PROBLEM REQUIREMENTS: Filter the entries and keep only the lines where the string "right" appears.

::::::::::

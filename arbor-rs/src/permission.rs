//! Permission predicates and how named permissions are resolved.
//!
//! A [`Permission`] is a boolean expression over the sender. Leaves are either
//! closures over the sender or permission names; names are delegated to the
//! manager's [`PermissionChecker`], which is where a host plugs in its own
//! permission system.

use std::fmt;
use std::sync::Arc;

type Predicate<S> = Arc<dyn Fn(&S) -> bool + Send + Sync>;

/// Capability check attached to a command.
pub enum Permission<S> {
    /// Always granted.
    Empty,
    /// Resolved by the manager's [`PermissionChecker`].
    Named(String),
    /// Arbitrary test over the sender.
    Predicate(Predicate<S>),
    /// Granted when every member is granted.
    All(Vec<Permission<S>>),
    /// Granted when at least one member is granted.
    Any(Vec<Permission<S>>),
    Not(Box<Permission<S>>),
}

impl<S> Permission<S> {
    pub fn empty() -> Self {
        Permission::Empty
    }

    pub fn named(name: impl Into<String>) -> Self {
        Permission::Named(name.into())
    }

    pub fn predicate<F>(predicate: F) -> Self
    where
        F: Fn(&S) -> bool + Send + Sync + 'static,
    {
        Permission::Predicate(Arc::new(predicate))
    }

    pub fn is_empty(&self) -> bool {
        matches!(self, Permission::Empty)
    }

    /// Both must be granted.
    pub fn and(self, other: Permission<S>) -> Self {
        match (self, other) {
            (Permission::Empty, other) | (other, Permission::Empty) => other,
            (Permission::All(mut left), Permission::All(right)) => {
                left.extend(right);
                Permission::All(left)
            }
            (Permission::All(mut left), other) => {
                left.push(other);
                Permission::All(left)
            }
            (left, right) => Permission::All(vec![left, right]),
        }
    }

    /// Either may be granted.
    pub fn or(self, other: Permission<S>) -> Self {
        match (self, other) {
            (Permission::Empty, _) | (_, Permission::Empty) => Permission::Empty,
            (Permission::Any(mut left), Permission::Any(right)) => {
                left.extend(right);
                Permission::Any(left)
            }
            (Permission::Any(mut left), other) => {
                left.push(other);
                Permission::Any(left)
            }
            (left, right) => Permission::Any(vec![left, right]),
        }
    }

    pub fn negate(self) -> Self {
        match self {
            Permission::Not(inner) => *inner,
            other => Permission::Not(Box::new(other)),
        }
    }

    /// Evaluate for `sender`, resolving names through `checker`.
    pub fn test(&self, sender: &S, checker: &dyn PermissionChecker<S>) -> bool {
        match self {
            Permission::Empty => true,
            Permission::Named(name) => checker.has_permission(sender, name),
            Permission::Predicate(predicate) => predicate(sender),
            Permission::All(members) => members.iter().all(|p| p.test(sender, checker)),
            Permission::Any(members) => members.iter().any(|p| p.test(sender, checker)),
            Permission::Not(inner) => !inner.test(sender, checker),
        }
    }
}

impl<S> Default for Permission<S> {
    fn default() -> Self {
        Permission::Empty
    }
}

impl<S> Clone for Permission<S> {
    fn clone(&self) -> Self {
        match self {
            Permission::Empty => Permission::Empty,
            Permission::Named(name) => Permission::Named(name.clone()),
            Permission::Predicate(predicate) => Permission::Predicate(Arc::clone(predicate)),
            Permission::All(members) => Permission::All(members.clone()),
            Permission::Any(members) => Permission::Any(members.clone()),
            Permission::Not(inner) => Permission::Not(inner.clone()),
        }
    }
}

impl<S> From<&str> for Permission<S> {
    fn from(name: &str) -> Self {
        Permission::named(name)
    }
}

impl<S> From<String> for Permission<S> {
    fn from(name: String) -> Self {
        Permission::Named(name)
    }
}

fn join<S>(f: &mut fmt::Formatter<'_>, members: &[Permission<S>], sep: &str) -> fmt::Result {
    f.write_str("(")?;
    for (i, member) in members.iter().enumerate() {
        if i > 0 {
            f.write_str(sep)?;
        }
        write!(f, "{member}")?;
    }
    f.write_str(")")
}

impl<S> fmt::Display for Permission<S> {
    fn fmt(&self, f: &mut fmt::Formatter<'_>) -> fmt::Result {
        match self {
            Permission::Empty => f.write_str("nothing"),
            Permission::Named(name) => f.write_str(name),
            Permission::Predicate(_) => f.write_str("<predicate>"),
            Permission::All(members) => join(f, members, " & "),
            Permission::Any(members) => join(f, members, " | "),
            Permission::Not(inner) => write!(f, "!{inner}"),
        }
    }
}

impl<S> fmt::Debug for Permission<S> {
    fn fmt(&self, f: &mut fmt::Formatter<'_>) -> fmt::Result {
        write!(f, "Permission({self})")
    }
}

// ============================================================================
// Checkers
// ============================================================================

/// Resolves [`Permission::Named`] leaves for a sender.
///
/// # Example
///
/// ```
/// use arbor::PermissionChecker;
///
/// struct Player {
///     grants: Vec<String>,
/// }
///
/// struct GrantList;
///
/// impl PermissionChecker<Player> for GrantList {
///     fn has_permission(&self, sender: &Player, permission: &str) -> bool {
///         sender.grants.iter().any(|g| g == permission)
///     }
/// }
/// ```
pub trait PermissionChecker<S>: Send + Sync {
    fn has_permission(&self, sender: &S, permission: &str) -> bool;
}

impl<S, F> PermissionChecker<S> for F
where
    F: Fn(&S, &str) -> bool + Send + Sync,
{
    fn has_permission(&self, sender: &S, permission: &str) -> bool {
        self(sender, permission)
    }
}

/// Grants every named permission.
#[derive(Debug, Clone, Copy, Default)]
pub struct AllowAll;

impl<S> PermissionChecker<S> for AllowAll {
    fn has_permission(&self, _sender: &S, _permission: &str) -> bool {
        true
    }
}

/// Denies every named permission. The manager's default.
#[derive(Debug, Clone, Copy, Default)]
pub struct DenyAll;

impl<S> PermissionChecker<S> for DenyAll {
    fn has_permission(&self, _sender: &S, _permission: &str) -> bool {
        false
    }
}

::::::::::

ANSWER:
            (Permission::All(mut left), Permission::All(right)) => {
                left.extend(right);
            (left, right) => Permission::All(vec![left, right]),
            (Permission::Any(mut left), Permission::Any(right)) => {
                left.extend(right);
            (left, right) => Permission::Any(vec![left, right]),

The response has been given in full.